• Work required
Please repeat every line below exactly, from the first to the last.

*** The data Section Begins ***

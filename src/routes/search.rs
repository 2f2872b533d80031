use axum::Json;
use axum::extract::State;
use serde::{Deserialize, Serialize};

use crate::db;
use crate::error::AppError;
use crate::extract::Query;
use crate::models::{Car, Motorcycle};
use crate::response::{self, Envelope};
use crate::routes::listings::{self, ListingView};
use crate::state::SharedState;

const DEFAULT_LIMIT: i64 = 20;
const MAX_LIMIT: i64 = 50;

#[derive(Debug, Clone, Copy, Default, PartialEq, Eq, Deserialize)]
#[serde(rename_all = "lowercase")]
pub enum SearchScope {
    Car,
    Motorcycle,
    #[default]
    All,
}

impl SearchScope {
    fn cars(self) -> bool {
        matches!(self, SearchScope::Car | SearchScope::All)
    }

    fn motorcycles(self) -> bool {
        matches!(self, SearchScope::Motorcycle | SearchScope::All)
    }
}

#[derive(Debug, Deserialize)]
pub struct SearchQuery {
    pub q: Option<String>,
    #[serde(rename = "type", default)]
    pub scope: SearchScope,
    pub limit: Option<i64>,
}

#[derive(Serialize)]
pub struct SearchResults {
    pub query: String,
    pub cars: Vec<ListingView<Car>>,
    pub motorcycles: Vec<ListingView<Motorcycle>>,
    pub total: usize,
}

pub async fn search(
    State(state): State<SharedState>,
    Query(query): Query<SearchQuery>,
) -> Result<Json<Envelope<SearchResults>>, AppError> {
    let term = query
        .q
        .as_deref()
        .map(str::trim)
        .filter(|q| !q.is_empty())
        .ok_or_else(|| AppError::BadRequest("Search query q is required".to_string()))?
        .to_string();
    let limit = query.limit.unwrap_or(DEFAULT_LIMIT).clamp(1, MAX_LIMIT);

    let cars: Vec<Car> = if query.scope.cars() {
        db::listings::search(&state.pool, db::cars::TABLE, &term, limit).await?
    } else {
        Vec::new()
    };
    let motorcycles: Vec<Motorcycle> = if query.scope.motorcycles() {
        db::listings::search(&state.pool, db::motorcycles::TABLE, &term, limit).await?
    } else {
        Vec::new()
    };

    let cars = listings::populate(&state, cars).await?;
    let motorcycles = listings::populate(&state, motorcycles).await?;
    let total = cars.len() + motorcycles.len();

    Ok(response::ok(SearchResults {
        query: term,
        cars,
        motorcycles,
        total,
    }))
}
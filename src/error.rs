use axum::extract::rejection::{JsonRejection, PathRejection, QueryRejection};
use axum::http::StatusCode;
use axum::response::{IntoResponse, Response};
use serde_json::json;

#[derive(Debug)]
pub enum AppError {
    NotFound(String),
    Unauthorized(String),
    Forbidden(String),
    BadRequest(String),
    RateLimited(String),
    Internal(String),
    Database(sqlx::Error),
}

impl AppError {
    /// Map a unique-constraint violation to a 400 with `message`, passing any
    /// other database error through.
    pub fn unique_violation(err: sqlx::Error, message: &str) -> Self {
        match err {
            sqlx::Error::Database(ref db_err) if db_err.is_unique_violation() => {
                AppError::BadRequest(message.to_string())
            }
            _ => AppError::Database(err),
        }
    }
}

impl std::fmt::Display for AppError {
    fn fmt(&self, f: &mut std::fmt::Formatter<'_>) -> std::fmt::Result {
        match self {
            AppError::NotFound(msg) => write!(f, "Not Found: {msg}"),
            AppError::Unauthorized(msg) => write!(f, "Unauthorized: {msg}"),
            AppError::Forbidden(msg) => write!(f, "Forbidden: {msg}"),
            AppError::BadRequest(msg) => write!(f, "Bad Request: {msg}"),
            AppError::RateLimited(msg) => write!(f, "Rate Limited: {msg}"),
            AppError::Internal(msg) => write!(f, "Internal Error: {msg}"),
            AppError::Database(err) => write!(f, "Database Error: {err}"),
        }
    }
}

impl IntoResponse for AppError {
    fn into_response(self) -> Response {
        let (status, message) = match &self {
            AppError::NotFound(msg) => (StatusCode::NOT_FOUND, msg.clone()),
            AppError::Unauthorized(msg) => (StatusCode::UNAUTHORIZED, msg.clone()),
            AppError::Forbidden(msg) => (StatusCode::FORBIDDEN, msg.clone()),
            AppError::BadRequest(msg) => (StatusCode::BAD_REQUEST, msg.clone()),
            AppError::RateLimited(msg) => (StatusCode::TOO_MANY_REQUESTS, msg.clone()),
            AppError::Internal(msg) => {
                tracing::error!("Internal error: {msg}");
                (
                    StatusCode::INTERNAL_SERVER_ERROR,
                    "Internal server error".to_string(),
                )
            }
            AppError::Database(err) => {
                tracing::error!("Database error: {err}");
                (
                    StatusCode::INTERNAL_SERVER_ERROR,
                    "Internal server error".to_string(),
                )
            }
        };

        let body = json!({ "success": false, "message": message });
        (status, axum::Json(body)).into_response()
    }
}

impl From<sqlx::Error> for AppError {
    fn from(err: sqlx::Error) -> Self {
        AppError::Database(err)
    }
}

impl From<JsonRejection> for AppError {
    fn from(rejection: JsonRejection) -> Self {
        AppError::BadRequest(rejection.body_text())
    }
}

impl From<PathRejection> for AppError {
    fn from(rejection: PathRejection) -> Self {
        AppError::BadRequest(rejection.body_text())
    }
}

impl From<QueryRejection> for AppError {
    fn from(rejection: QueryRejection) -> Self {
        AppError::BadRequest(rejection.body_text())
    }
}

*** The data Section Ends ***

• Problem solution
filename src/routes/search.rs
repository 2f2872b533d80031
use axum::Json;
use axum::extract::State;
use serde::{Deserialize, Serialize};

use crate::db;
use crate::error::AppError;
use crate::extract::Query;
use crate::models::{Car, Motorcycle};
use crate::response::{self, Envelope};
use crate::routes::listings::{self, ListingView};
use crate::state::SharedState;

const DEFAULT_LIMIT: i64 = 20;
const MAX_LIMIT: i64 = 50;

#[derive(Debug, Clone, Copy, Default, PartialEq, Eq, Deserialize)]
#[serde(rename_all = "lowercase")]
pub enum SearchScope {
    Car,
    Motorcycle,
    #[default]
    All,
}

impl SearchScope {
    fn cars(self) -> bool {
        matches!(self, SearchScope::Car | SearchScope::All)
    }

    fn motorcycles(self) -> bool {
        matches!(self, SearchScope::Motorcycle | SearchScope::All)
    }
}

#[derive(Debug, Deserialize)]
pub struct SearchQuery {
    pub q: Option<String>,
    #[serde(rename = "type", default)]
    pub scope: SearchScope,
    pub limit: Option<i64>,
}

#[derive(Serialize)]
pub struct SearchResults {
    pub query: String,
    pub cars: Vec<ListingView<Car>>,
    pub motorcycles: Vec<ListingView<Motorcycle>>,
    pub total: usize,
}

pub async fn search(
    State(state): State<SharedState>,
    Query(query): Query<SearchQuery>,
) -> Result<Json<Envelope<SearchResults>>, AppError> {
    let term = query
        .q
        .as_deref()
        .map(str::trim)
        .filter(|q| !q.is_empty())
        .ok_or_else(|| AppError::BadRequest("Search query q is required".to_string()))?
        .to_string();
    let limit = query.limit.unwrap_or(DEFAULT_LIMIT).clamp(1, MAX_LIMIT);

    let cars: Vec<Car> = if query.scope.cars() {
        db::listings::search(&state.pool, db::cars::TABLE, &term, limit).await?
    } else {
        Vec::new()
    };
    let motorcycles: Vec<Motorcycle> = if query.scope.motorcycles() {
        db::listings::search(&state.pool, db::motorcycles::TABLE, &term, limit).await?
    } else {
        Vec::new()
    };

    let cars = listings::populate(&state, cars).await?;
    let motorcycles = listings::populate(&state, motorcycles).await?;
    let total = cars.len() + motorcycles.len();

    Ok(response::ok(SearchResults {
        query: term,
        cars,
        motorcycles,
        total,
    }))
}
filename src/error.rs
use axum::extract::rejection::{JsonRejection, PathRejection, QueryRejection};
use axum::http::StatusCode;
use axum::response::{IntoResponse, Response};
use serde_json::json;

#[derive(Debug)]
pub enum AppError {
    NotFound(String),
    Unauthorized(String),
    Forbidden(String),
    BadRequest(String),
    RateLimited(String),
    Internal(String),
    Database(sqlx::Error),
}

impl AppError {
    /// Map a unique-constraint violation to a 400 with `message`, passing any
    /// other database error through.
    pub fn unique_violation(err: sqlx::Error, message: &str) -> Self {
        match err {
            sqlx::Error::Database(ref db_err) if db_err.is_unique_violation() => {
                AppError::BadRequest(message.to_string())
            }
            _ => AppError::Database(err),
        }
    }
}

impl std::fmt::Display for AppError {
    fn fmt(&self, f: &mut std::fmt::Formatter<'_>) -> std::fmt::Result {
        match self {
            AppError::NotFound(msg) => write!(f, "Not Found: {msg}"),
            AppError::Unauthorized(msg) => write!(f, "Unauthorized: {msg}"),
            AppError::Forbidden(msg) => write!(f, "Forbidden: {msg}"),
            AppError::BadRequest(msg) => write!(f, "Bad Request: {msg}"),
            AppError::RateLimited(msg) => write!(f, "Rate Limited: {msg}"),
            AppError::Internal(msg) => write!(f, "Internal Error: {msg}"),
            AppError::Database(err) => write!(f, "Database Error: {err}"),
        }
    }
}

impl IntoResponse for AppError {
    fn into_response(self) -> Response {
        let (status, message) = match &self {
            AppError::NotFound(msg) => (StatusCode::NOT_FOUND, msg.clone()),
            AppError::Unauthorized(msg) => (StatusCode::UNAUTHORIZED, msg.clone()),
            AppError::Forbidden(msg) => (StatusCode::FORBIDDEN, msg.clone()),
            AppError::BadRequest(msg) => (StatusCode::BAD_REQUEST, msg.clone()),
            AppError::RateLimited(msg) => (StatusCode::TOO_MANY_REQUESTS, msg.clone()),
            AppError::Internal(msg) => {
                tracing::error!("Internal error: {msg}");
                (
                    StatusCode::INTERNAL_SERVER_ERROR,
                    "Internal server error".to_string(),
                )
            }
            AppError::Database(err) => {
                tracing::error!("Database error: {err}");
                (
                    StatusCode::INTERNAL_SERVER_ERROR,
                    "Internal server error".to_string(),
                )
            }
        };

        let body = json!({ "success": false, "message": message });
        (status, axum::Json(body)).into_response()
    }
}

impl From<sqlx::Error> for AppError {
    fn from(err: sqlx::Error) -> Self {
        AppError::Database(err)
    }
}

impl From<JsonRejection> for AppError {
    fn from(rejection: JsonRejection) -> Self {
        AppError::BadRequest(rejection.body_text())
    }
}

impl From<PathRejection> for AppError {
    fn from(rejection: PathRejection) -> Self {
        AppError::BadRequest(rejection.body_text())
    }
}

impl From<QueryRejection> for AppError {
    fn from(rejection: QueryRejection) -> Self {
        AppError::BadRequest(rejection.body_text())
    }
}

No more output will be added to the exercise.